El Nobel de la Paz, que entre otras cosas premia la «contribución a los derechos humanos», desconoce las violaciones que se están produciendo en Europa al cercenarse beneficios sociales, destruirse fuentes de trabajo, dejar familias enteras en la calle y disparar índices desconocidos de suicidios.

Pero la crisis económica no fue lo único que el Comité Nobel no tuvo en cuenta con esta premiación, ya que también optó por taparse los ojos frente a las crecientes políticas xeófobas y discriminatorias para con los extranjeros que viven en territorios de la UE.

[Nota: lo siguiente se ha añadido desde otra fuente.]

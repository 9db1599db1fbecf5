//! Aggregate statistics over store snapshots.

use std::collections::BTreeMap;

use chrono::{Days, NaiveDate};
use serde::Serialize;

use crate::model::ToDoList;

#[derive(Debug, Clone, Copy, Default, PartialEq, Eq, Serialize)]
#[serde(rename_all = "snake_case")]
pub enum TrendWindow {
    #[default]
    Weekly,
    Monthly,
}

impl TrendWindow {
    pub fn days(&self) -> u64 {
        match self {
            TrendWindow::Weekly => 7,
            TrendWindow::Monthly => 30,
        }
    }
}

#[derive(Debug, Clone, Copy, PartialEq, Eq, Serialize)]
pub struct TrendPoint {
    pub date: NaiveDate,
    pub completed: u32,
    pub is_today: bool,
}

/// Completions per day for the window ending at `current`, oldest first.
/// Days without a record count as 0.
pub fn completion_trend(
    completions: &BTreeMap<NaiveDate, u32>,
    current: NaiveDate,
    window: TrendWindow,
) -> Vec<TrendPoint> {
    (0..window.days())
        .rev()
        .filter_map(|offset| current.checked_sub_days(Days::new(offset)))
        .map(|date| TrendPoint {
            date,
            completed: completions.get(&date).copied().unwrap_or(0),
            is_today: date == current,
        })
        .collect()
}

#[derive(Debug, Clone, PartialEq, Serialize)]
pub struct CategoryProgress {
    pub name: String,
    pub color: String,
    pub completed: usize,
    pub total: usize,
    pub ratio: f64,
}

/// Completed share of each category that holds any task.
pub fn category_progress(list: &ToDoList) -> Vec<CategoryProgress> {
    list.categories
        .iter()
        .filter(|category| category.total_tasks() > 0)
        .map(|category| {
            let completed = category.completed_tasks.len();
            let total = category.total_tasks();
            CategoryProgress {
                name: category.name.clone(),
                color: category.color.clone(),
                completed,
                total,
                ratio: completed as f64 / total as f64,
            }
        })
        .collect()
}

#[derive(Debug, Clone, Default, PartialEq, Eq, Serialize)]
pub struct SharedLoad {
    /// Open tasks shared with each user
    pub per_user: BTreeMap<String, usize>,
    /// Open tasks nobody else shares
    pub unshared: usize,
}

/// How open tasks are spread across the household.
pub fn shared_load(list: &ToDoList) -> SharedLoad {
    let mut load = SharedLoad::default();
    for task in list.open_tasks() {
        if task.shared_with.is_empty() {
            load.unshared += 1;
        }
        for user in &task.shared_with {
            *load.per_user.entry(user.clone()).or_insert(0) += 1;
        }
    }
    load
}
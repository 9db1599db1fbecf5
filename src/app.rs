//! Application context.
//!
//! Composes the settings store, the streak engine and the task store in
//! dependency order and runs the flows that span more than one of them:
//! keeping category limits aligned with categories, feeding completions to
//! the streak engine and closing a day.
//!
//! Lock order is always session first, then the task store.

use std::collections::BTreeSet;
use std::sync::Arc;

use serde::Serialize;
use tokio::sync::Mutex;
use tracing::info;

use crate::config::{Config, Settings, SettingsStore, SettingsUpdate};
use crate::daily::{compute_daily_categories, planned_total};
use crate::error::{Error, Result};
use crate::model::{Category, Task, ToDoList};
use crate::notify::{LogNotifier, Notifier};
use crate::share::{Acknowledger, SimulatedAcknowledger};
use crate::stats::{completion_trend, TrendPoint, TrendWindow};
use crate::store::{CategoryUpdate, Rollover, TodoStore};
use crate::streak::{DayOutcome, StreakEngine, StreakStatus};

#[derive(Debug)]
struct Session {
    settings: SettingsStore,
    streak: StreakEngine,
    /// Plan of the day in progress, fixed at rollover or at the day's first
    /// completion
    plan: Option<DayPlan>,
    /// Planned tasks whose completion counts toward today's streak
    credited: BTreeSet<String>,
}

impl Session {
    fn current_plan(&self, list: &ToDoList) -> DayPlan {
        match &self.plan {
            Some(plan) => plan.clone(),
            None => DayPlan::compute(list, self.settings.settings()),
        }
    }

    /// Forget today's credited completions.
    fn clear_credit(&mut self) {
        self.credited.clear();
        self.streak.reset_completed_tasks();
    }
}

/// Tasks selected for a day and the total the streak is measured against.
#[derive(Debug, Clone)]
struct DayPlan {
    total: u32,
    task_ids: BTreeSet<String>,
}

impl DayPlan {
    fn compute(list: &ToDoList, settings: &Settings) -> Self {
        let daily = compute_daily_categories(list, settings);
        Self {
            total: planned_total(&daily, settings),
            task_ids: daily
                .iter()
                .flat_map(|category| category.tasks.iter().map(|task| task.id.clone()))
                .collect(),
        }
    }
}

/// What happened when a day was closed.
#[derive(Debug, Clone, Serialize)]
pub struct DaySummary {
    #[serde(flatten)]
    pub rollover: Rollover,
    /// Planned total the closed day was measured against
    pub closed_planned_total: u32,
    /// Planned total for the new day
    pub planned_total: u32,
    /// `None` when streak tracking is disabled
    pub streak_outcome: Option<DayOutcome>,
    pub streak: StreakStatus,
}

pub struct App {
    session: Mutex<Session>,
    store: Arc<TodoStore>,
}

impl App {
    pub fn new(settings: Settings, store: TodoStore) -> Result<Self> {
        let settings = SettingsStore::new(settings)?;
        store.set_notifications_enabled(settings.settings().notifications_enabled);
        Ok(Self {
            session: Mutex::new(Session {
                settings,
                streak: StreakEngine::new(),
                plan: None,
                credited: BTreeSet::new(),
            }),
            store: Arc::new(store),
        })
    }

    /// Build an app with a simulated acknowledger and log notifications.
    pub fn from_config(config: &Config) -> Result<Self> {
        let acknowledger: Arc<dyn Acknowledger> =
            Arc::new(SimulatedAcknowledger::from_config(&config.sharing));
        let notifier: Arc<dyn Notifier> = Arc::new(LogNotifier);
        Self::new(config.settings.clone(), TodoStore::new(acknowledger, notifier))
    }

    pub fn store(&self) -> &TodoStore {
        &self.store
    }

    pub async fn settings(&self) -> Settings {
        self.session.lock().await.settings.get_settings()
    }

    pub async fn update_settings(&self, update: SettingsUpdate) -> Result<()> {
        let mut session = self.session.lock().await;
        let disabling_streak = update.enable_streak == Some(false);
        session.settings.update(update)?;
        session.plan = None;
        if disabling_streak {
            session.streak.reset_streak();
            session.clear_credit();
        }
        self.store
            .set_notifications_enabled(session.settings.settings().notifications_enabled);
        Ok(())
    }

    pub async fn set_category_limit(&self, name: &str, limit: u32) -> Result<()> {
        let mut session = self.session.lock().await;
        if !self.store.snapshot().await.contains_category(name) {
            return Err(Error::CategoryNotFound(name.to_string()));
        }
        session.settings.set_category_limit(name, limit)?;
        session.plan = None;
        Ok(())
    }

    pub async fn reset_settings_to_default(&self) {
        let mut session = self.session.lock().await;
        session.settings.reset_to_default();
        session.plan = None;
        let names = self.store.snapshot().await.category_names();
        session.settings.sync_categories(&names);
        self.store
            .set_notifications_enabled(session.settings.settings().notifications_enabled);
    }

    /// Turn streak tracking on or off. Turning it off clears progress.
    pub async fn set_streak_enabled(&self, enabled: bool) -> Result<()> {
        self.update_settings(SettingsUpdate {
            enable_streak: Some(enabled),
            ..SettingsUpdate::default()
        })
        .await
    }

    pub async fn add_category(&self, category: Category) -> Result<()> {
        let mut session = self.session.lock().await;
        self.store.add_category(category).await?;
        let names = self.store.snapshot().await.category_names();
        session.settings.sync_categories(&names);
        Ok(())
    }

    pub async fn update_category(&self, old_name: &str, update: CategoryUpdate) -> Result<()> {
        let mut session = self.session.lock().await;
        let new_name = update.name.clone();
        self.store.update_category(old_name, update).await?;
        session.settings.rename_category(old_name, &new_name);
        let names = self.store.snapshot().await.category_names();
        session.settings.sync_categories(&names);
        Ok(())
    }

    pub async fn delete_category(&self, name: &str) -> Result<usize> {
        let mut session = self.session.lock().await;
        let removed = self.store.delete_category(name).await?;
        let names = self.store.snapshot().await.category_names();
        session.settings.sync_categories(&names);
        Ok(removed)
    }

    pub async fn add_task(&self, task: Task, category_name: &str) -> Result<Task> {
        self.store.add_task(task, category_name).await
    }

    pub async fn update_task(&self, task: Task) -> Result<Task> {
        self.store.update_task(task).await
    }

    pub async fn delete_task(&self, task_id: &str) -> bool {
        self.store.delete_task(task_id).await
    }

    /// Toggle completion and keep today's streak count in step.
    ///
    /// Only tasks in today's plan count, each at most once. Reopening a
    /// counted task takes its credit back.
    pub async fn toggle_complete(&self, task_id: &str, category_name: &str) -> Result<Task> {
        let mut session = self.session.lock().await;
        if session.plan.is_none() {
            let list = self.store.snapshot().await;
            session.plan = Some(session.current_plan(&list));
        }
        let task = self.store.toggle_complete(task_id, category_name).await?;

        let planned = session
            .plan
            .as_ref()
            .is_some_and(|plan| plan.task_ids.contains(&task.id));
        if task.is_completed {
            if planned && session.credited.insert(task.id.clone()) {
                session.streak.increment_completed_tasks();
            }
        } else if session.credited.remove(&task.id) {
            session.streak.decrement_completed_tasks();
        }
        Ok(task)
    }

    /// Today's categories limited by settings.
    pub async fn daily_categories(&self) -> Vec<Category> {
        let session = self.session.lock().await;
        let list = self.store.snapshot().await;
        compute_daily_categories(&list, session.settings.settings())
    }

    /// Tasks the user is expected to finish today.
    pub async fn planned_total(&self) -> u32 {
        let session = self.session.lock().await;
        let list = self.store.snapshot().await;
        session.current_plan(&list).total
    }

    /// Close the current day.
    ///
    /// Refuses when the store holds no tasks, or when open tasks exist but
    /// no category holding them has a daily limit. Otherwise rolls the store
    /// over, evaluates the streak against the closed day's planned total
    /// and fixes the planned total for the new day.
    pub async fn start_new_day(&self) -> Result<DaySummary> {
        let mut session = self.session.lock().await;
        let list = self.store.snapshot().await;
        let settings = session.settings.get_settings();

        if list.open_task_count() + list.completed_task_count() == 0 {
            return Err(Error::NothingScheduled("no tasks".to_string()));
        }
        let has_allocation = list.categories.iter().any(|category| {
            !category.tasks.is_empty() && settings.category_limit(&category.name) > 0
        });
        if list.open_task_count() > 0 && !has_allocation {
            return Err(Error::NothingScheduled(
                "no category with open tasks has a daily limit".to_string(),
            ));
        }

        let closed_planned_total = session.current_plan(&list).total;
        let rollover = self.store.reset_tasks_for_new_day(&settings).await?;

        let streak_outcome = if settings.enable_streak {
            Some(session.streak.reset_streak_for_new_day(closed_planned_total))
        } else {
            None
        };
        session.clear_credit();

        let list = self.store.snapshot().await;
        let next = DayPlan::compute(&list, &settings);
        let next_total = next.total;
        session.plan = Some(next);

        let streak = session.streak.status(&settings);
        info!(
            closed = %rollover.closed,
            completed = rollover.tasks_completed,
            planned = closed_planned_total,
            streak = streak.state.current_streak,
            "day closed"
        );
        Ok(DaySummary {
            rollover,
            closed_planned_total,
            planned_total: next_total,
            streak_outcome,
            streak,
        })
    }

    pub async fn streak_status(&self) -> StreakStatus {
        let session = self.session.lock().await;
        session.streak.status(session.settings.settings())
    }

    pub async fn reset_streak(&self) {
        self.session.lock().await.streak.reset_streak();
    }

    pub async fn reset_completed_tasks(&self) {
        self.session.lock().await.clear_credit();
    }

    /// Completion counts for the window ending today.
    pub async fn completion_trend(&self, window: TrendWindow) -> Vec<TrendPoint> {
        let completions = self.store.daily_task_completions().await;
        let current = self.store.current_date().await;
        completion_trend(&completions, current, window)
    }

    /// Wipe the store; settings and streak survive, limits of the removed
    /// categories are dropped.
    pub async fn delete_all(&self) {
        let mut session = self.session.lock().await;
        self.store.delete_all().await;
        session.settings.sync_categories(&[]);
        session.plan = None;
        session.clear_credit();
    }
}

Los africanos que buscan escapar de la indigencia y de las guerras son tratados como animales, puestos en campamentos infrahumanos y retornados sin miramientos al infierno desde donde escaparon. La UE, lejos de preocuparse, refuerza las fronteras de España e Italia para colaborar en esa «caza de ilegales».

Y la etnia gitana no va en zaga, aunque con un agravante: siendo residentes en países como Francia, República Checa, Bulgaria, Italia o Grecia, por ejemplo, son víctimas de campañas nacionales y regionales (es decir, avaladas por la UE) bajo acusaciones tan xenófobas como que «no se adaptan» socialmente.

De ahí a su expulsión del país sin reconocimiento de derechos, un solo paso. La UE no muestra reacción (ni voluntad) para intervenir, como sí la tuvo cuando aprobó la intervención militar a Libia.

Cuando Alfred Nobel creó el premio argumentando que se otorgaba «a la persona que haya trabajado más o mejor en favor de la fraternidad entre las naciones, la abolición o reducción de los ejércitos existentes y la celebración y promoción de procesos de paz», seguramente pensaba en algo distinto de lo que vemos hoy.